(Stored records)
//! HTML text extraction: tag stripping, entity decoding, whitespace
//! collapsing. Block-level elements become single newlines; `script`
//! and `style` content is dropped entirely.

use std::collections::BTreeMap;

use crate::error::EngineError;

use super::{text, ParseOutcome};

/// Tags whose boundaries imply a line break in the extracted text.
const BLOCK_TAGS: &[&str] = &[
    "p", "div", "br", "li", "ul", "ol", "tr", "table", "h1", "h2", "h3", "h4", "h5", "h6",
    "blockquote", "pre", "section", "article", "header", "footer", "hr",
];

pub fn parse_html(bytes: &[u8]) -> Result<ParseOutcome, EngineError> {
    // Reuse the plain-text decode chain for the raw markup itself.
    let markup = text::parse_txt(bytes)?.text;
    let stripped = strip_markup(&markup);

    Ok(ParseOutcome {
        text: collapse_whitespace(&stripped),
        metadata: BTreeMap::new(),
        partial: false,
        warning: None,
    })
}

/// Single pass over the markup: text outside tags is kept (entities
/// decoded), tags are dropped, block-tag boundaries emit newlines.
fn strip_markup(html: &str) -> String {
    let mut out = String::with_capacity(html.len() / 2);
    let mut i = 0;
    let mut skip_until_close: Option<&'static str> = None;

    while i < html.len() {
        let rest = &html[i..];
        if let Some(after_lt) = rest.strip_prefix('<') {
            let end = match after_lt.find('>') {
                Some(e) => e,
                None => break, // unterminated tag: drop the remainder
            };
            let (name, closing) = tag_name(&after_lt[..end]);

            if let Some(waiting_for) = skip_until_close {
                if closing && name == waiting_for {
                    skip_until_close = None;
                }
            } else if !closing && name == "script" {
                skip_until_close = Some("script");
            } else if !closing && name == "style" {
                skip_until_close = Some("style");
            } else if BLOCK_TAGS.contains(&name.as_str()) {
                out.push('\n');
            }

            i += 1 + end + 1; // '<' + tag body + '>'
            continue;
        }

        let c = match rest.chars().next() {
            Some(c) => c,
            None => break,
        };

        if skip_until_close.is_some() {
            i += c.len_utf8();
            continue;
        }

        if c == '&' {
            if let Some((decoded, consumed)) = decode_entity(&rest[1..]) {
                out.push_str(&decoded);
                i += 1 + consumed;
                continue;
            }
        }

        out.push(c);
        i += c.len_utf8();
    }

    out
}

/// Lowercased tag name and whether it is a closing tag.
fn tag_name(tag_body: &str) -> (String, bool) {
    let body = tag_body.trim();
    let (body, closing) = match body.strip_prefix('/') {
        Some(rest) => (rest, true),
        None => (body, false),
    };
    let name: String = body
        .chars()
        .take_while(|c| c.is_ascii_alphanumeric())
        .collect::<String>()
        .to_ascii_lowercase();
    (name, closing)
}

/// Decode the entity starting right after an '&'. Returns the decoded
/// text and how many bytes (through the ';') were consumed.
fn decode_entity(rest: &str) -> Option<(String, usize)> {
    let semi = rest.find(';')?;
    if semi == 0 || semi > 10 {
        return None;
    }
    let name = &rest[..semi];
    let decoded = match name {
        "amp" => "&".to_string(),
        "lt" => "<".to_string(),
        "gt" => ">".to_string(),
        "quot" => "\"".to_string(),
        "apos" => "'".to_string(),
        "nbsp" => " ".to_string(),
        _ => {
            let code = if let Some(hex) = name.strip_prefix("#x").or_else(|| name.strip_prefix("#X"))
            {
                u32::from_str_radix(hex, 16).ok()?
            } else if let Some(dec) = name.strip_prefix('#') {
                dec.parse::<u32>().ok()?
            } else {
                return None;
            };
            char::from_u32(code)?.to_string()
        }
    };
    Some((decoded, semi + 1))
}

/// Collapse runs of spaces/tabs to one space and runs of newlines to a
/// single newline; trim every line and drop the empties.
fn collapse_whitespace(text: &str) -> String {
    let mut lines: Vec<String> = Vec::new();
    for line in text.lines() {
        let collapsed = line.split_whitespace().collect::<Vec<_>>().join(" ");
        if !collapsed.is_empty() {
            lines.push(collapsed);
        }
    }
    lines.join("\n")
}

TASK:
Reproduce all the entries above. Match them exactly.

RESPONSE BOX:
//! HTML text extraction: tag stripping, entity decoding, whitespace
//! collapsing. Block-level elements become single newlines; `script`
//! and `style` content is dropped entirely.

use std::collections::BTreeMap;

use crate::error::EngineError;

use super::{text, ParseOutcome};

/// Tags whose boundaries imply a line break in the extracted text.
const BLOCK_TAGS: &[&str] = &[
    "p", "div", "br", "li", "ul", "ol", "tr", "table", "h1", "h2", "h3", "h4", "h5", "h6",
    "blockquote", "pre", "section", "article", "header", "footer", "hr",
];

pub fn parse_html(bytes: &[u8]) -> Result<ParseOutcome, EngineError> {
    // Reuse the plain-text decode chain for the raw markup itself.
    let markup = text::parse_txt(bytes)?.text;
    let stripped = strip_markup(&markup);

    Ok(ParseOutcome {
        text: collapse_whitespace(&stripped),
        metadata: BTreeMap::new(),
        partial: false,
        warning: None,
    })
}

/// Single pass over the markup: text outside tags is kept (entities
/// decoded), tags are dropped, block-tag boundaries emit newlines.
fn strip_markup(html: &str) -> String {
    let mut out = String::with_capacity(html.len() / 2);
    let mut i = 0;
    let mut skip_until_close: Option<&'static str> = None;

    while i < html.len() {
        let rest = &html[i..];
        if let Some(after_lt) = rest.strip_prefix('<') {
            let end = match after_lt.find('>') {
                Some(e) => e,
                None => break, // unterminated tag: drop the remainder
            };
            let (name, closing) = tag_name(&after_lt[..end]);

            if let Some(waiting_for) = skip_until_close {
                if closing && name == waiting_for {
                    skip_until_close = None;
                }
            } else if !closing && name == "script" {
                skip_until_close = Some("script");
            } else if !closing && name == "style" {
                skip_until_close = Some("style");
            } else if BLOCK_TAGS.contains(&name.as_str()) {
                out.push('\n');
            }

            i += 1 + end + 1; // '<' + tag body + '>'
            continue;
        }

        let c = match rest.chars().next() {
            Some(c) => c,
            None => break,
        };

        if skip_until_close.is_some() {
            i += c.len_utf8();
            continue;
        }

        if c == '&' {
            if let Some((decoded, consumed)) = decode_entity(&rest[1..]) {
                out.push_str(&decoded);
                i += 1 + consumed;
                continue;
            }
        }

        out.push(c);
        i += c.len_utf8();
    }

    out
}

/// Lowercased tag name and whether it is a closing tag.
fn tag_name(tag_body: &str) -> (String, bool) {
    let body = tag_body.trim();
    let (body, closing) = match body.strip_prefix('/') {
        Some(rest) => (rest, true),
        None => (body, false),
    };
    let name: String = body
        .chars()
        .take_while(|c| c.is_ascii_alphanumeric())
        .collect::<String>()
        .to_ascii_lowercase();
    (name, closing)
}

/// Decode the entity starting right after an '&'. Returns the decoded
/// text and how many bytes (through the ';') were consumed.
fn decode_entity(rest: &str) -> Option<(String, usize)> {
    let semi = rest.find(';')?;
    if semi == 0 || semi > 10 {
        return None;
    }
    let name = &rest[..semi];
    let decoded = match name {
        "amp" => "&".to_string(),
        "lt" => "<".to_string(),
        "gt" => ">".to_string(),
        "quot" => "\"".to_string(),
        "apos" => "'".to_string(),
        "nbsp" => " ".to_string(),
        _ => {
            let code = if let Some(hex) = name.strip_prefix("#x").or_else(|| name.strip_prefix("#X"))
            {
                u32::from_str_radix(hex, 16).ok()?
            } else if let Some(dec) = name.strip_prefix('#') {
                dec.parse::<u32>().ok()?
            } else {
                return None;
            };
            char::from_u32(code)?.to_string()
        }
    };
    Some((decoded, semi + 1))
}

/// Collapse runs of spaces/tabs to one space and runs of newlines to a
/// single newline; trim every line and drop the empties.
fn collapse_whitespace(text: &str) -> String {
    let mut lines: Vec<String> = Vec::new();
    for line in text.lines() {
        let collapsed = line.split_whitespace().collect::<Vec<_>>().join(" ");
        if !collapsed.is_empty() {
            lines.push(collapsed);
        }
    }
    lines.join("\n")
}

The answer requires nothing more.